Edinburgh Book Festival lives on come Hell’s Angels or high water
What Edinburgh was like before the coming of the festival is hard for anyone who did not know it then to imagine. That it was smaller, less populous, darker, sootier, beerier and danker is undoubtedly true. In the years immediately after the Second World War, Britain in general was often portrayed in unflattering shades of grey. Scotland’s shade was the grey of old underwear. Rationing was still the norm and bananas were regarded as exotic. Kenneth Tynan, visiting in 1948 on the occasion of the second International Festival, felt that it would take a Daumier to do Edinburgh justice. “The well-born Scot,” he added, “is making conversation of a formal brilliance never encountered south of the Cheviots.”

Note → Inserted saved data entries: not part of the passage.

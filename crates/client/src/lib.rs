//! Shopfront client library.
//!
//! The engineered core of the storefront: an authenticated session manager,
//! a snapshot-pricing shopping cart, durable local storage, and a typed
//! client for the remote REST API. Presentation layers (the CLI, or any
//! other frontend) consume these through a narrow read/mutate interface.
//!
//! # Architecture
//!
//! - [`storage`] - localStorage-style string-keyed slots (file or memory)
//! - [`api`] - REST API client; attaches the persisted bearer token
//! - [`session`] - current user + token, bootstrapped from storage
//! - [`cart`] - line items with captured product snapshots, persisted on
//!   every mutation
//! - [`checkout`] - pricing derivation and order submission
//!
//! All state lives on one logical thread of control: mutations happen on
//! discrete commands or on completion of an awaited network call, so the
//! managers take `&mut self` and need no locks.

#![cfg_attr(not(test), forbid(unsafe_code))]

pub mod api;
pub mod cart;
pub mod checkout;
pub mod config;
pub mod error;
pub mod session;
pub mod storage;

pub use api::{ApiClient, ApiError};
pub use cart::{CartManager, LineItem, ProductSnapshot};
pub use checkout::{CheckoutError, PricingQuote, ShippingForm, place_order};
pub use config::ClientConfig;
pub use error::AppError;
pub use session::SessionManager;
pub use storage::{FileStorage, MemoryStorage, Storage};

Who exactly Tynan meant by this throwaway remark has long puzzled us though we can make educated guess. As he flitted from the Usher Hall to the Royal Scottish Academy, from Don Giovanni (“a splendid show for the very rich and their kiddies”) to a Bonnard-Vuillard exhibition, it is unlikely that he had much contact with hoi polloi. What he did in the main witness, however, were performances of the highest quality. He chortled at the Marx Brothers in A Day at the Races, marvelled over Tyrone Guthrie’s legendary production of The Three Estates, and revelled in The Hungarian Quartet playing Mozart, Schubert and Bartók (“electrically thrilling as a succession of untoward sounds”). It was a very selective programme and it was possible for the assiduous culture vulture to enjoy most of it, giving the fortunate few the impression that they were on top of the arts.
The International Festival was the beginning of an efflorescence that is without precedent and happily shows no sign of waning. Where once every performance could be contained in a few pages there are now brochures as fat as Argos catalogues, offering something for every taste. Festivals are Edinburgh’s modern forte. From time to time doom-mongers have predicted that the capital is about to be usurped by envious rivals with deeper pockets but as yet nowhere has mounted a serious challenge to its supremacy. Of course that must be no cause for complacency. If it is to remain the festival city then it must continue to innovate and invest and reinvent itself annually as it has been doing for nearly 70 years.
Relatively speaking, the Book Festival was a latecomer to the feast, making its debut in 1984, which a few people at the time thought an inauspicious date. From the beginning it was headquartered in Charlotte Square Gardens which loud New Towners felt was a desecration of hallowed ground. In those far-off days it looked more like a Boys’ Brigade camp site than a library en plein air. But its appearance was deceptive. In tents through which wind blew unrestricted, and on which rain hammered remorselessly, writers of the ilk of John Updike, Anthony Burgess, Doris Lessing and James Baldwin appeared in the flesh and did not disappoint those who knew them only as names on the covers of books.
Over the years the Book Festival has grown, like a tale in the telling. There have been many highlights, many of which were unplanned. Older festival-goers fondly remember those few occasions when the unexpected occurred. One such was in 1987, when Hunter S. Thompson, author of Fear and Loathing in Las Vegas and other chemically-fuelled japes, promised to make his presence felt. It was all to no avail; Thompson never made it out of Colorado. Later, he explained that he had been hijacked by a drunken cab driver who had been to a Grateful Dead concert. As excuses go, it takes some gazumping. In Edinburgh, meanwhile, a chapter of Hell’s Angels who had ridden up from London to see him needed to be appeased, which task fell to his occasional sidekick, the artist Ralph Steadman, which he wisely decided would be life-threatening and declined.
Such happenings, alas, are all too rare, doubtless to the relief of the organisers of what is known today as the Edinburgh International Book Festival. One mark of its success is the number of similar ventures it has spawned. If indeed imitation is the sincerest flattery it should be blushing like a rose. In Scotland alone there are more than fifty book festivals covering all parts of the country. In the late 1940s this would have been unthinkable. Authorship then was not a common occupation. In Edinburgh, for example, you could count on one hand those who earned a living through writing. Poetry was the form to which those who wielded pens aspired. How things change. For the past several decades fiction has been in the ascendant despite regular predictions of its demise. As things stand, however, it remains in robust health as visitors to Charlotte Square will surely testify.